[Opening EXCERPTED DATA section]

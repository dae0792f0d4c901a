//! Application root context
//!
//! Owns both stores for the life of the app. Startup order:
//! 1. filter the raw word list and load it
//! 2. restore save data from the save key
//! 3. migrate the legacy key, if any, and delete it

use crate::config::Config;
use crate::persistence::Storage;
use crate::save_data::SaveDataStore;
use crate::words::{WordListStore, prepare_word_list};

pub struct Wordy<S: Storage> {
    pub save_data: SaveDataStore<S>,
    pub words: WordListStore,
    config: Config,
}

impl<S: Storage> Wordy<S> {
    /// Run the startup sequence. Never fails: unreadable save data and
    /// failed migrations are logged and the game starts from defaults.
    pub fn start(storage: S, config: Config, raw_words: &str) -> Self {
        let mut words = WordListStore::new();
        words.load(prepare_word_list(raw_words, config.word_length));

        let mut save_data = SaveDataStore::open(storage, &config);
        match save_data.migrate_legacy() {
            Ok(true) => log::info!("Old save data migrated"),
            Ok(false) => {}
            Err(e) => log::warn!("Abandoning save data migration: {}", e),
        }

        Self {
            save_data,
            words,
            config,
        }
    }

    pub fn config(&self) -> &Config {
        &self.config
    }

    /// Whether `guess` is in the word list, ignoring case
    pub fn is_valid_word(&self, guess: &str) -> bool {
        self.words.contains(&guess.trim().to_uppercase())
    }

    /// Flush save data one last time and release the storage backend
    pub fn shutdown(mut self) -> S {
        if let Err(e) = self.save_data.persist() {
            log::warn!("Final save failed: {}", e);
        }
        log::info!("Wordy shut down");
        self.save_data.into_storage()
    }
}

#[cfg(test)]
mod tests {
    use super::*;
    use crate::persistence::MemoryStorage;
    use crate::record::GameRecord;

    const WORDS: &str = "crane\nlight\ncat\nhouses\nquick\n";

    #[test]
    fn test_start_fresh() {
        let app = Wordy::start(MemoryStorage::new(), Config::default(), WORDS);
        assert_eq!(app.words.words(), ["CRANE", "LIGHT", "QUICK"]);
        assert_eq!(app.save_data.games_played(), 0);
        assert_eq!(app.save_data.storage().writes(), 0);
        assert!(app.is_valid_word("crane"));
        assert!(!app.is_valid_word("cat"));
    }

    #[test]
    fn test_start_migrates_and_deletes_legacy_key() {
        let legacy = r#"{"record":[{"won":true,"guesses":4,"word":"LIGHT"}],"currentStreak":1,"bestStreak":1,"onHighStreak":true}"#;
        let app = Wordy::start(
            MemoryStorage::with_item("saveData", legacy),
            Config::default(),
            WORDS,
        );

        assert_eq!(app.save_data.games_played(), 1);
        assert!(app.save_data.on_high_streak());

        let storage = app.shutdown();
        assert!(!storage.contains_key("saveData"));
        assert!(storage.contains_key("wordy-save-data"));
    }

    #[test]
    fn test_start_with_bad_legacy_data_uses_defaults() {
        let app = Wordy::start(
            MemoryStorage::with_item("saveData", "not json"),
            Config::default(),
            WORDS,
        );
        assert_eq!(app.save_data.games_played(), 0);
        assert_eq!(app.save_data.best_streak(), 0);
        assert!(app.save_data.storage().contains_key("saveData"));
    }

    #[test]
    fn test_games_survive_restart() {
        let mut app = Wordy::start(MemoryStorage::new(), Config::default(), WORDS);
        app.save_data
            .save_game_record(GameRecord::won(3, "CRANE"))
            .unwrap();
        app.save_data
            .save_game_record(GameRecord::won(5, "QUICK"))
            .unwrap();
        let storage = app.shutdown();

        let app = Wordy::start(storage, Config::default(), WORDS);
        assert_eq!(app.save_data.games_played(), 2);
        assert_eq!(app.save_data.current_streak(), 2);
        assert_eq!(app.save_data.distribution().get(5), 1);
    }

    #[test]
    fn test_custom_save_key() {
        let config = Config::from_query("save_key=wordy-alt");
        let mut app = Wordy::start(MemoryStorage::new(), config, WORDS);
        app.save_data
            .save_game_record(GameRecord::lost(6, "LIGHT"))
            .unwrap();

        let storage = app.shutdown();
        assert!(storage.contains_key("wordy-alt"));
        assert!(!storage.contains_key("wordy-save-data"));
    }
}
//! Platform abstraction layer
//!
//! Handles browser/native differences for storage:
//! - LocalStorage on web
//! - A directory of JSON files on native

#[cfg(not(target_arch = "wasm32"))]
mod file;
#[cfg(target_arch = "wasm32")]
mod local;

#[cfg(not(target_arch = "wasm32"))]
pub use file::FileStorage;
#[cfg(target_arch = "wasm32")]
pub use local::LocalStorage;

[Closing EXCERPTED DATA section]
[Opening EXCERPTED DATA section]

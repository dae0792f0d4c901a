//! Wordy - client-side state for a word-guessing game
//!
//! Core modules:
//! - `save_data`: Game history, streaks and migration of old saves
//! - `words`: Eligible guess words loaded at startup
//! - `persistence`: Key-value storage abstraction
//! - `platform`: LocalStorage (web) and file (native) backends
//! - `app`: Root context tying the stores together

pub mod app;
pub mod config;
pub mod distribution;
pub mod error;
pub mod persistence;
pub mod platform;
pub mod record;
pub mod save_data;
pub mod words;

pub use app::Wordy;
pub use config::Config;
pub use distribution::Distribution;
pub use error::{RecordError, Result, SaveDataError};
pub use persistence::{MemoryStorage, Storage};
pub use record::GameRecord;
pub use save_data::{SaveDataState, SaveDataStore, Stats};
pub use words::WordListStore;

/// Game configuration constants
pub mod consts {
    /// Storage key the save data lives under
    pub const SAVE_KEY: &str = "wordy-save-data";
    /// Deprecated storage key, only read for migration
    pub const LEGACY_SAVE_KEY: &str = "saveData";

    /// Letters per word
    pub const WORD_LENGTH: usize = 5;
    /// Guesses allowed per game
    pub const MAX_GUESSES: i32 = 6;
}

[Closing EXCERPTED DATA section]

Which lines above contain the word "failed"? List them.

# [OUTPUT OF THE EXERCISE]
    /// failed migrations are logged and the game starts from defaults.
            log::warn!("Final save failed: {}", e);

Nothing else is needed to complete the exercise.